Stocks opened lower, with telecoms company MTN Group [JSE:MTN] in the spotlight. Nigerian authorities reduced a fine imposed on MTN for failing to cut off unregistered users by more than a third, to $3.4bn.
READ: MTN fine slashed by $1.8bn as Nigeria CEO quits
MTN was up nearly 1% at R147.90, outpacing a 0.4 decline to 45 777 in the JSE Top-40 index.
READ: MTN fine slashed by $1.8bn as Nigeria CEO quits
By 09:14, the rand was trading at 14.3700, down 0.13% from Wednesday's close. The rand fell to an all-time low of R14.4950/$ on Tuesday.
A US rate increase hike is widely expected when the Fed meets later this month. When she spoke at the Economic Club of Washington on Wednesday, Yellen did not say whether an increase would be warranted at that meeting, but she did say keeping rates at zero for too long could threaten financial stability.
Yellen is scheduled to speak again on Thursday and traders expect the rand to remain under pressure.
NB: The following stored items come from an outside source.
fn progress_bar(percent: u8, extra_class: &str) -> String {
    format!(
        r#"<div class="progress-bar{}"><div class="progress-bar-fill" style="width: {}%"></div></div>"#,
        extra_class, percent
    )
}

fn disabled_attr(state: &AppState) -> &'static str {
    if state.has_files() {
        ""
    } else {
        " disabled"
    }
}

fn upload_tab(state: &AppState) -> String {
    let progress = if state.processing_status == ProcessingStatus::Processing {
        format!(
            r#"
            <div class="space-y-2" id="processing-indicator">
              <div class="flex items-center gap-2 text-sm">
                <span class="animate-spin">{}</span>
                Processing documents...
              </div>
              {}
            </div>"#,
            Icon::Clock,
            progress_bar(PROCESSING_PROGRESS, "")
        )
    } else {
        String::new()
    };

    let files = if state.uploaded_files.is_empty() {
        r#"<p class="text-sm text-muted-foreground">No files uploaded yet</p>"#.to_string()
    } else {
        state
            .uploaded_files
            .iter()
            .map(|file| file_row(file, state.selected_file.as_deref() == Some(file.as_str())))
            .collect()
    };

    format!(
        r#"
      <div class="grid gap-6 md:grid-cols-2">
        <div class="learning-card">
          {}
          <div class="space-y-4">
            <div class="border-2 border-dashed border-border rounded-lg p-8 text-center transition-smooth hover:border-primary/50">
              <div class="text-4xl mb-4">{}</div>
              <p class="text-sm text-muted-foreground mb-2">Drag and drop files here, or click to browse</p>
              <input type="file" multiple accept="{}" class="hidden" id="file-upload" data-action="receive-files" />
              <label for="file-upload" class="btn-outline cursor-pointer inline-block">Choose Files</label>
            </div>
            {}
          </div>
        </div>
        <div class="learning-card">
          {}
          <div class="space-y-2" id="file-list">{}</div>
        </div>
      </div>"#,
        card_header(
            Icon::FileText,
            "Upload Documents",
            "Upload your study materials for AI-powered processing and analysis"
        ),
        Icon::Upload,
        ACCEPTED_EXTENSIONS,
        progress,
        card_header(
            Icon::CheckCircle,
            "Processed Files",
            "Files ready for assessment generation and study recommendations"
        ),
        files
    )
}

fn file_row(name: &str, selected: bool) -> String {
    let highlight = if selected {
        format!(" {}", SELECTED_CLASS)
    } else {
        String::new()
    };
    let name = html_escape(name);

    format!(
        r#"
            <div class="flex items-center justify-between p-3 rounded-lg bg-secondary/50 cursor-pointer transition-smooth hover:bg-secondary{}" data-action="select-file" data-file="{}">
              <div class="flex items-center gap-3">
                <span>{}</span>
                <span class="text-sm font-medium">{}</span>
              </div>
              <div class="badge-success badge"><span class="mr-1">{}</span>Processed</div>
            </div>"#,
        highlight,
        name,
        Icon::FileText,
        name,
        Icon::CheckCircle
    )
}

fn assessment_tab(state: &AppState) -> String {
    let disabled = disabled_attr(state);

    let ready = if state.assessment_ready() {
        format!(
            r#"
      <div class="learning-card animate-float" id="assessment-ready">
        <div class="mb-4">
          <h3 class="text-lg font-semibold flex items-center gap-2"><span>{}</span>Generated Assessment Ready!</h3>
        </div>
        <div class="space-y-3">
          <div class="flex items-center justify-between p-3 rounded-lg bg-accent/10">
            <span class="font-medium">Multiple Choice Quiz</span>
            <div class="ai-badge">15 Questions</div>
          </div>
          <div class="flex items-center justify-between p-3 rounded-lg bg-success/10">
            <span class="font-medium">Key Concepts Review</span>
            <div class="badge">8 Topics</div>
          </div>
          <button class="btn-primary w-full mt-4">Start Assessment</button>
        </div>
      </div>"#,
            Icon::Sparkles
        )
    } else {
        String::new()
    };

    format!(
        r#"
      <div class="grid gap-6 md:grid-cols-3">
        <div class="learning-card">
          {}
          <button class="btn-primary w-full" id="generate-quiz" data-action="generate-quiz"{}>
            <span class="mr-2">{}</span>
            Generate Quiz
          </button>
          <p class="text-xs text-muted-foreground mt-2">{} documents available</p>
        </div>
        <div class="learning-card">
          {}
          <button class="btn-outline w-full" id="create-flashcards"{}><span class="mr-2">{}</span>Create Flashcards</button>
        </div>
        <div class="learning-card">
          {}
          <button class="btn-outline w-full" id="generate-test"{}><span class="mr-2">{}</span>Generate Test</button>
        </div>
      </div>
      {}"#,
        card_header(
            Icon::Target,
            "Generate Quiz",
            "AI-generated questions based on your documents"
        ),
        disabled,
        Icon::Zap,
        state.uploaded_files.len(),
        card_header(
            Icon::BookOpen,
            "Flashcards",
            "Key concepts extracted from your materials"
        ),
        disabled,
        Icon::Brain,
        card_header(
            Icon::Award,
            "Practice Test",
            "Comprehensive assessment for mastery"
        ),
        disabled,
        Icon::Target,
        ready
    )
}

fn stat_card(label: &str, value: &str, icon: Icon, bar: Option<u8>) -> String {
    let bar = bar
        .map(|pct| progress_bar(pct, " mt-2"))
        .unwrap_or_default();
    format!(
        r#"
        <div class="learning-card">
          <div class="flex items-center justify-between">
            <div>
              <p class="text-sm font-medium text-muted-foreground">{}</p>
              <p class="text-2xl font-bold">{}</p>
            </div>
            <div class="progress-ring"><span class="text-2xl p-2 block text-white">{}</span></div>
          </div>
          {}
        </div>"#,
        label, value, icon, bar
    )
}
"Given that she will most likely maintain her more hawkish rhetoric, we expect the rand to remain vulnerable to intensified Fed rate hike expectations," Barclays Africa currency strategist Mike Keenan said.
Yellen's comments sent the dollar index, which measures the greenback against a basket of six major currencies, to its highest level since April 2003. The rand remained resilient on the strength of loan agreements between China and South Africa, but then gave up some gains in early trade.
The 26 loan agreements signed on Wednesday are worth R94bn, including $500m for cash-strapped power utility Eskom.
South Africa suffers from a chronic electricity shortage that is increasing costs for industry and discouraging investment. Part of its response is to build new nuclear plants, which experts say may cost as much as $100bn.
On the fixed-income market, government bonds were mostly firmer, with the yield for debt due in 2026 shedding 1.5 basis points at 8.600%.